J’en ai un éboulement dans le pancréas.
— Paste ?
— Yes…
Il éclate de rire, me prend le dictionnaire des mains et cherche Paste. Et Paste s’y trouve, parce qu’en anglais, il signifie « colle ». C’est à cause de cela que le photographe s’en est souvenu. Pour lui, c’était un nom rigolo…
Soudain, je bondis dans la rue car à cet instant passe mon taxi de tout à l’heure. Il vient de charger une cliente à la station voisine, il entend ma clameur et freine. Je lui fais un signe impérieux de descendre. Il obtempère après avoir lancé une phrase d’excuse à sa cliente, une grosse lady rubiconde.
— Un instant, fais-je. J’ai besoin de vous pour une traduction.
Je lui montre la photographie.
— Ce type (je désigne le photographe) prétend connaître celui-là. Il assure que c’est le Paste chez qui nous sommes allés tout à l’heure. Demandez-lui comment et depuis quand il le connaît.
Le chauffeur et le photographe s’expliquent.
— Il a fait plusieurs travaux pour lui, me traduit enfin le chauffeur… Il habitait la maison voisine.

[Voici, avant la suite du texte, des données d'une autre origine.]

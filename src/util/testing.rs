use std::sync::Once;
use tracing::info;
use tracing_subscriber::{
    fmt::{self, format::FmtSpan},
    prelude::*,
    EnvFilter,
};

static TEST_SETUP: Once = Once::new();

/// Install a global tracing subscriber once per test binary.
///
/// Level comes from `RUST_LOG`, defaulting to `debug`.
pub fn init_test_setup() {
    TEST_SETUP.call_once(|| {
        setup_test_logging();
        info!("Test Setup complete");
    });
}

fn setup_test_logging() {
    let env_filter = EnvFilter::try_from_default_env().unwrap_or_else(|_| EnvFilter::new("debug"));

    let subscriber = tracing_subscriber::registry().with(
        fmt::layer()
            .with_test_writer()
            .with_target(true)
            .with_thread_names(false)
            .with_span_events(FmtSpan::CLOSE)
            .with_filter(env_filter),
    );

    // Only set if we haven't already set a global subscriber
    if !tracing::dispatcher::has_been_set() {
        subscriber.try_init().unwrap_or_else(|e| {
            eprintln!("Error: Failed to set up logging: {}", e);
        });
    }
}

Ils se voyaient donc souvent et se saluaient. Il paraît qu’il est mort le mois passé.
Je secoue la tête.
— C’est là que ça ne colle plus. J’ai rencontré cet homme hier…
Nouvelle discussion.
— Vous devez faire erreur, assure le chauffeur de taxi. Ce monsieur est formel : Paste est mort le mois dernier, il a même vu partir le convoi…

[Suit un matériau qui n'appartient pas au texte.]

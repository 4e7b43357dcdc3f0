//! Configuration management with layered loading
//!
//! Precedence (lowest to highest):
//! 1. Compiled defaults
//! 2. Global config: `$XDG_CONFIG_HOME/kbase/kbase.toml`
//! 3. Explicit config file passed with `--config`
//! 4. Environment variables: `KBASE_*` prefix

use std::path::{Path, PathBuf};

use config::{Config, ConfigError, Environment};
use directories::ProjectDirs;
use serde::{Deserialize, Serialize};
use tracing::debug;

use crate::application::{ApplicationError, StoreDefaults};
use crate::domain::{Direction, DocumentType};

/// Unified configuration for kbase.
#[derive(Debug, Clone, Serialize, Deserialize, PartialEq, Eq)]
#[serde(default)]
pub struct Settings {
    /// Author recorded on new documents, versions and attachments
    pub author: String,
    /// Direction shown when none is given on the command line
    pub default_direction: Direction,
    /// Type preselected in the add-document dialog
    pub default_document_type: DocumentType,
    /// Column count of a freshly inserted table
    pub table_columns: usize,
}

impl Default for Settings {
    fn default() -> Self {
        let defaults = StoreDefaults::default();
        Self {
            author: defaults.author,
            default_direction: Direction::SafeCity,
            default_document_type: DocumentType::Instruction,
            table_columns: defaults.table_columns,
        }
    }
}

/// Raw settings for intermediate parsing (`None` means "not specified").
#[derive(Debug, Clone, Deserialize, Default)]
#[serde(default)]
pub struct RawSettings {
    pub author: Option<String>,
    pub default_direction: Option<Direction>,
    pub default_document_type: Option<DocumentType>,
    pub table_columns: Option<usize>,
}

/// Get the XDG config directory for kbase.
pub fn global_config_dir() -> Option<PathBuf> {
    ProjectDirs::from("", "", "kbase").map(|dirs| dirs.config_dir().to_path_buf())
}

/// Get the path to the global config file.
pub fn global_config_path() -> Option<PathBuf> {
    global_config_dir().map(|dir| dir.join("kbase.toml"))
}

/// Load a TOML file into RawSettings for manual merging.
fn load_raw_settings(path: &Path) -> Result<RawSettings, ApplicationError> {
    let content = std::fs::read_to_string(path).map_err(|e| ApplicationError::Config {
        message: format!("read {}: {}", path.display(), e),
    })?;
    toml::from_str(&content).map_err(|e| ApplicationError::Config {
        message: format!("parse {}: {}", path.display(), e),
    })
}

impl Settings {
    /// Load settings with layered precedence.
    ///
    /// An explicit file must exist; the global file is optional.
    pub fn load(explicit: Option<&Path>) -> Result<Self, ApplicationError> {
        let mut current = Self::default();

        if let Some(global_path) = global_config_path() {
            if global_path.exists() {
                debug!("loading global config {}", global_path.display());
                current = current.merge_with(&load_raw_settings(&global_path)?);
            }
        }

        if let Some(path) = explicit {
            debug!("loading config {}", path.display());
            current = current.merge_with(&load_raw_settings(path)?);
        }

        current = current.apply_env_overrides(kbase_env())?;
        current.validate()?;
        Ok(current)
    }

    /// Scalar fields: overlay wins if specified.
    fn merge_with(&self, overlay: &RawSettings) -> Self {
        Self {
            author: overlay.author.clone().unwrap_or_else(|| self.author.clone()),
            default_direction: overlay.default_direction.unwrap_or(self.default_direction),
            default_document_type: overlay
                .default_document_type
                .unwrap_or(self.default_document_type),
            table_columns: overlay.table_columns.unwrap_or(self.table_columns),
        }
    }

    /// Apply `KBASE_*` variables read through `env` as explicit overrides.
    fn apply_env_overrides(mut self, env: Environment) -> Result<Self, ApplicationError> {
        let config = Config::builder()
            .add_source(env)
            .build()
            .map_err(config_err)?;

        if let Ok(val) = config.get_string("author") {
            self.author = val;
        }
        if let Ok(val) = config.get_string("default_direction") {
            self.default_direction = val.parse()?;
        }
        if let Ok(val) = config.get_string("default_document_type") {
            self.default_document_type = val.parse()?;
        }
        if let Ok(val) = config.get_string("table_columns") {
            self.table_columns = val.trim().parse().map_err(|_| ApplicationError::Config {
                message: format!("table_columns is not a number: {val}"),
            })?;
        }
        Ok(self)
    }

    fn validate(&self) -> Result<(), ApplicationError> {
        if self.author.trim().is_empty() {
            return Err(ApplicationError::Config {
                message: "author must not be empty".into(),
            });
        }
        if self.table_columns == 0 {
            return Err(ApplicationError::Config {
                message: "table_columns must be at least 1".into(),
            });
        }
        Ok(())
    }

    /// Values the store stamps onto new content.
    pub fn store_defaults(&self) -> StoreDefaults {
        StoreDefaults {
            author: self.author.clone(),
            table_columns: self.table_columns,
        }
    }

    /// Show the effective configuration as TOML.
    pub fn to_toml(&self) -> Result<String, ApplicationError> {
        toml::to_string_pretty(self).map_err(|e| ApplicationError::Config {
            message: format!("serialize config: {e}"),
        })
    }

    /// Generate a template config file.
    pub fn template() -> String {
        r#"# kbase configuration
#
# Locations (by precedence, lowest to highest):
#   Global:   ~/.config/kbase/kbase.toml
#   Explicit: kbase --config <file>
#   Env:      KBASE_* environment variables (e.g. KBASE_AUTHOR)

# Author recorded on new documents, versions and attachments
# author = "Current user"

# Direction used when -D is not given: "safe-city" or "transport"
# default_direction = "safe-city"

# Type preselected for new documents: instruction, process, document, reference
# default_document_type = "instruction"

# Number of columns of a newly inserted table
# table_columns = 3
"#
        .to_string()
    }
}

fn kbase_env() -> Environment {
    Environment::with_prefix("KBASE")
        .prefix_separator("_")
        .separator("__")
}

fn config_err(e: ConfigError) -> ApplicationError {
    ApplicationError::Config {
        message: e.to_string(),
    }
}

Je regarde attentivement la photographie, saisi d’un doute. Mais non, je suis sûr de moi et de mon fameux coup d’œil : ce type est bien le même qui me suivait hier, pas l’ombre d’une erreur à ce sujet !
— Avait-il une fille ?
— Écoutez, fait le chauffeur, je m’excuse, mais j’ai chargé une cliente et…
Je lui allonge une autre livre.
Ça stoppe ses récriminations comme la pénicilline stoppe l’infection.
Il pose la question à la lopette. Celle-ci hausse les épaules. Il n’est pas au courant.
— Demandez-lui s’il a déjà vu la femme de la photo.
Là encore photomaton secoue sa tête délicate. Il ne connaît pas Elia.
— Ça va, merci…
Le chauffeur salue le photographe, me serre la pince et retourne dans son tréteau où la grosse lady rubiconde frise l’apoplexie.
Je prends également congé du pédoque. En voilà un qui m’a été utile et plus avec son cerveau qu’avec son talent de société. Mon estomac crie famine. Cette voix-là faut jamais la laisser gueuler.
C’est mauvais pour le bon fonctionnement de l’intellect.
Je me mets à la recherche d’un restaurant. Je m’apprête à pénétrer dans un établissement d’aspect sévère, lorsque je me souviens qu’il existe dans Soho des restaurants français.
J’ai des idées de coq au vin. Et je pense avoir mérité mon gueuleton et le droit de me taper une bouteille de vrai pommard à la santé de ce brave Paste, le mort qui s’amuse à suivre les gens !
CHAPITRE XI
Un petit trou pas cher
Il y a des moments, dans ce foutu métier qu’est le mien, où l’on se demande de quelle couleur pouvait bien être le cheval blanc d’Henri IV, tant les événements vous secouent le grelot.